Extract the entries in their exact form.

+===+

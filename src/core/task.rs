use chrono::{DateTime, NaiveDate, Utc};
use serde::{Deserialize, Serialize};

#[derive(Debug, Clone, Copy, Default, PartialEq, Eq, Hash, Serialize, Deserialize)]
#[serde(rename_all = "SCREAMING_SNAKE_CASE")]
pub enum TaskStatus {
    #[default]
    Todo,
    InProgress,
    Completed,
}

impl TaskStatus {
    pub const ALL: [TaskStatus; 3] = [Self::Todo, Self::InProgress, Self::Completed];

    pub fn as_keyword(&self) -> &'static str {
        match self {
            Self::Todo => "TODO",
            Self::InProgress => "IN_PROGRESS",
            Self::Completed => "COMPLETED",
        }
    }

    pub fn from_keyword(s: &str) -> Option<Self> {
        match s {
            "TODO" => Some(Self::Todo),
            "IN_PROGRESS" => Some(Self::InProgress),
            "COMPLETED" => Some(Self::Completed),
            _ => None,
        }
    }

    pub fn label(&self) -> &'static str {
        match self {
            Self::Todo => "To Do",
            Self::InProgress => "In Progress",
            Self::Completed => "Completed",
        }
    }
}

#[derive(
    Debug, Clone, Copy, Default, PartialEq, Eq, PartialOrd, Ord, Hash, Serialize, Deserialize,
)]
#[serde(rename_all = "UPPERCASE")]
pub enum Priority {
    #[default]
    Low,
    Medium,
    High,
}

impl Priority {
    pub const ALL: [Priority; 3] = [Self::Low, Self::Medium, Self::High];

    pub fn as_keyword(&self) -> &'static str {
        match self {
            Self::Low => "LOW",
            Self::Medium => "MEDIUM",
            Self::High => "HIGH",
        }
    }

    pub fn from_keyword(s: &str) -> Option<Self> {
        match s {
            "LOW" => Some(Self::Low),
            "MEDIUM" => Some(Self::Medium),
            "HIGH" => Some(Self::High),
            _ => None,
        }
    }

    pub fn label(&self) -> &'static str {
        match self {
            Self::Low => "Low",
            Self::Medium => "Medium",
            Self::High => "High",
        }
    }
}

/// A task as stored by the remote resource.
///
/// `id`, `created_at` and `updated_at` are assigned by the server and never
/// changed by the client.
#[derive(Debug, Clone, PartialEq, Eq, Serialize, Deserialize)]
#[serde(rename_all = "camelCase")]
pub struct Task {
    pub id: String,
    pub title: String,
    #[serde(default, skip_serializing_if = "Option::is_none")]
    pub description: Option<String>,
    pub status: TaskStatus,
    pub priority: Priority,
    #[serde(with = "iso_date")]
    pub due_date: NaiveDate,
    pub created_at: DateTime<Utc>,
    pub updated_at: DateTime<Utc>,
}

impl Task {
    /// The fields a client may write back, e.g. to pre-fill an edit form.
    pub fn to_create(&self) -> CreateTask {
        CreateTask {
            title: self.title.clone(),
            description: self.description.clone(),
            status: self.status,
            priority: self.priority,
            due_date: self.due_date,
        }
    }
}

/// Payload for creating a task. The server assigns id and timestamps.
#[derive(Debug, Clone, PartialEq, Eq, Serialize, Deserialize)]
#[serde(rename_all = "camelCase")]
pub struct CreateTask {
    pub title: String,
    #[serde(default, skip_serializing_if = "Option::is_none")]
    pub description: Option<String>,
    pub status: TaskStatus,
    pub priority: Priority,
    #[serde(with = "iso_date")]
    pub due_date: NaiveDate,
}

/// Partial update. Only `Some` fields are sent; the server leaves the rest alone.
#[derive(Debug, Clone, Default, PartialEq, Eq, Serialize, Deserialize)]
#[serde(rename_all = "camelCase")]
pub struct UpdateTask {
    #[serde(default, skip_serializing_if = "Option::is_none")]
    pub title: Option<String>,
    #[serde(default, skip_serializing_if = "Option::is_none")]
    pub description: Option<String>,
    #[serde(default, skip_serializing_if = "Option::is_none")]
    pub status: Option<TaskStatus>,
    #[serde(default, skip_serializing_if = "Option::is_none")]
    pub priority: Option<Priority>,
    #[serde(
        default,
        skip_serializing_if = "Option::is_none",
        with = "iso_date::option"
    )]
    pub due_date: Option<NaiveDate>,
}

impl From<CreateTask> for UpdateTask {
    fn from(task: CreateTask) -> Self {
        Self {
            title: Some(task.title),
            description: task.description,
            status: Some(task.status),
            priority: Some(task.priority),
            due_date: Some(task.due_date),
        }
    }
}

/// Render a due date as `YYYY-MM-DD`.
pub fn due_date_label(date: NaiveDate) -> String {
    date.format("%Y-%m-%d").to_string()
}

/// Parse the date component of a stored value. Accepts a bare `YYYY-MM-DD`
/// or a full ISO-8601 timestamp; anything after the date is ignored.
pub fn parse_due_date(s: &str) -> Option<NaiveDate> {
    let s = s.trim();
    let date_part = s.get(..10)?;
    if s.len() > 10 && !s[10..].starts_with(['T', 't', ' ']) {
        return None;
    }
    NaiveDate::parse_from_str(date_part, "%Y-%m-%d").ok()
}

/// Serde adapter for due dates: written as midnight UTC, read back by date
/// component only.
mod iso_date {
    use chrono::NaiveDate;
    use serde::{Deserialize, Deserializer, Serializer, de::Error};

    pub fn serialize<S: Serializer>(date: &NaiveDate, serializer: S) -> Result<S::Ok, S::Error> {
        serializer.serialize_str(&format!("{}T00:00:00.000Z", date.format("%Y-%m-%d")))
    }

    pub fn deserialize<'de, D: Deserializer<'de>>(deserializer: D) -> Result<NaiveDate, D::Error> {
        let raw = String::deserialize(deserializer)?;
        super::parse_due_date(&raw)
            .ok_or_else(|| D::Error::custom(format!("invalid due date: {}", raw)))
    }

    pub mod option {
        use chrono::NaiveDate;
        use serde::{Deserialize, Deserializer, Serializer};

        pub fn serialize<S: Serializer>(
            date: &Option<NaiveDate>,
            serializer: S,
        ) -> Result<S::Ok, S::Error> {
            match date {
                Some(date) => super::serialize(date, serializer),
                None => serializer.serialize_none(),
            }
        }

        pub fn deserialize<'de, D: Deserializer<'de>>(
            deserializer: D,
        ) -> Result<Option<NaiveDate>, D::Error> {
            let raw = Option::<String>::deserialize(deserializer)?;
            match raw {
                Some(raw) => super::super::parse_due_date(&raw)
                    .map(Some)
                    .ok_or_else(|| {
                        <D::Error as serde::de::Error>::custom(format!("invalid due date: {}", raw))
                    }),
                None => Ok(None),
            }
        }
    }
}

+===+

_Written solution_.
filename src/core/task.rs
use chrono::{DateTime, NaiveDate, Utc};
use serde::{Deserialize, Serialize};

#[derive(Debug, Clone, Copy, Default, PartialEq, Eq, Hash, Serialize, Deserialize)]
#[serde(rename_all = "SCREAMING_SNAKE_CASE")]
pub enum TaskStatus {
    #[default]
    Todo,
    InProgress,
    Completed,
}

impl TaskStatus {
    pub const ALL: [TaskStatus; 3] = [Self::Todo, Self::InProgress, Self::Completed];

    pub fn as_keyword(&self) -> &'static str {
        match self {
            Self::Todo => "TODO",
            Self::InProgress => "IN_PROGRESS",
            Self::Completed => "COMPLETED",
        }
    }

    pub fn from_keyword(s: &str) -> Option<Self> {
        match s {
            "TODO" => Some(Self::Todo),
            "IN_PROGRESS" => Some(Self::InProgress),
            "COMPLETED" => Some(Self::Completed),
            _ => None,
        }
    }

    pub fn label(&self) -> &'static str {
        match self {
            Self::Todo => "To Do",
            Self::InProgress => "In Progress",
            Self::Completed => "Completed",
        }
    }
}

#[derive(
    Debug, Clone, Copy, Default, PartialEq, Eq, PartialOrd, Ord, Hash, Serialize, Deserialize,
)]
#[serde(rename_all = "UPPERCASE")]
pub enum Priority {
    #[default]
    Low,
    Medium,
    High,
}

impl Priority {
    pub const ALL: [Priority; 3] = [Self::Low, Self::Medium, Self::High];

    pub fn as_keyword(&self) -> &'static str {
        match self {
            Self::Low => "LOW",
            Self::Medium => "MEDIUM",
            Self::High => "HIGH",
        }
    }

    pub fn from_keyword(s: &str) -> Option<Self> {
        match s {
            "LOW" => Some(Self::Low),
            "MEDIUM" => Some(Self::Medium),
            "HIGH" => Some(Self::High),
            _ => None,
        }
    }

    pub fn label(&self) -> &'static str {
        match self {
            Self::Low => "Low",
            Self::Medium => "Medium",
            Self::High => "High",
        }
    }
}

/// A task as stored by the remote resource.
///
/// `id`, `created_at` and `updated_at` are assigned by the server and never
/// changed by the client.
#[derive(Debug, Clone, PartialEq, Eq, Serialize, Deserialize)]
#[serde(rename_all = "camelCase")]
pub struct Task {
    pub id: String,
    pub title: String,
    #[serde(default, skip_serializing_if = "Option::is_none")]
    pub description: Option<String>,
    pub status: TaskStatus,
    pub priority: Priority,
    #[serde(with = "iso_date")]
    pub due_date: NaiveDate,
    pub created_at: DateTime<Utc>,
    pub updated_at: DateTime<Utc>,
}

impl Task {
    /// The fields a client may write back, e.g. to pre-fill an edit form.
    pub fn to_create(&self) -> CreateTask {
        CreateTask {
            title: self.title.clone(),
            description: self.description.clone(),
            status: self.status,
            priority: self.priority,
            due_date: self.due_date,
        }
    }
}

/// Payload for creating a task. The server assigns id and timestamps.
#[derive(Debug, Clone, PartialEq, Eq, Serialize, Deserialize)]
#[serde(rename_all = "camelCase")]
pub struct CreateTask {
    pub title: String,
    #[serde(default, skip_serializing_if = "Option::is_none")]
    pub description: Option<String>,
    pub status: TaskStatus,
    pub priority: Priority,
    #[serde(with = "iso_date")]
    pub due_date: NaiveDate,
}

/// Partial update. Only `Some` fields are sent; the server leaves the rest alone.
#[derive(Debug, Clone, Default, PartialEq, Eq, Serialize, Deserialize)]
#[serde(rename_all = "camelCase")]
pub struct UpdateTask {
    #[serde(default, skip_serializing_if = "Option::is_none")]
    pub title: Option<String>,
    #[serde(default, skip_serializing_if = "Option::is_none")]
    pub description: Option<String>,
    #[serde(default, skip_serializing_if = "Option::is_none")]
    pub status: Option<TaskStatus>,
    #[serde(default, skip_serializing_if = "Option::is_none")]
    pub priority: Option<Priority>,
    #[serde(
        default,
        skip_serializing_if = "Option::is_none",
        with = "iso_date::option"
    )]
    pub due_date: Option<NaiveDate>,
}

impl From<CreateTask> for UpdateTask {
    fn from(task: CreateTask) -> Self {
        Self {
            title: Some(task.title),
            description: task.description,
            status: Some(task.status),
            priority: Some(task.priority),
            due_date: Some(task.due_date),
        }
    }
}

/// Render a due date as `YYYY-MM-DD`.
pub fn due_date_label(date: NaiveDate) -> String {
    date.format("%Y-%m-%d").to_string()
}

/// Parse the date component of a stored value. Accepts a bare `YYYY-MM-DD`
/// or a full ISO-8601 timestamp; anything after the date is ignored.
pub fn parse_due_date(s: &str) -> Option<NaiveDate> {
    let s = s.trim();
    let date_part = s.get(..10)?;
    if s.len() > 10 && !s[10..].starts_with(['T', 't', ' ']) {
        return None;
    }
    NaiveDate::parse_from_str(date_part, "%Y-%m-%d").ok()
}

/// Serde adapter for due dates: written as midnight UTC, read back by date
/// component only.
mod iso_date {
    use chrono::NaiveDate;
    use serde::{Deserialize, Deserializer, Serializer, de::Error};

    pub fn serialize<S: Serializer>(date: &NaiveDate, serializer: S) -> Result<S::Ok, S::Error> {
        serializer.serialize_str(&format!("{}T00:00:00.000Z", date.format("%Y-%m-%d")))
    }

    pub fn deserialize<'de, D: Deserializer<'de>>(deserializer: D) -> Result<NaiveDate, D::Error> {
        let raw = String::deserialize(deserializer)?;
        super::parse_due_date(&raw)
            .ok_or_else(|| D::Error::custom(format!("invalid due date: {}", raw)))
    }

    pub mod option {
        use chrono::NaiveDate;
        use serde::{Deserialize, Deserializer, Serializer};

        pub fn serialize<S: Serializer>(
            date: &Option<NaiveDate>,
            serializer: S,
        ) -> Result<S::Ok, S::Error> {
            match date {
                Some(date) => super::serialize(date, serializer),
                None => serializer.serialize_none(),
            }
        }

        pub fn deserialize<'de, D: Deserializer<'de>>(
            deserializer: D,
        ) -> Result<Option<NaiveDate>, D::Error> {
            let raw = Option::<String>::deserialize(deserializer)?;
            match raw {
                Some(raw) => super::super::parse_due_date(&raw)
                    .map(Some)
                    .ok_or_else(|| {
                        <D::Error as serde::de::Error>::custom(format!("invalid due date: {}", raw))
                    }),
                None => Ok(None),
            }
        }
    }
}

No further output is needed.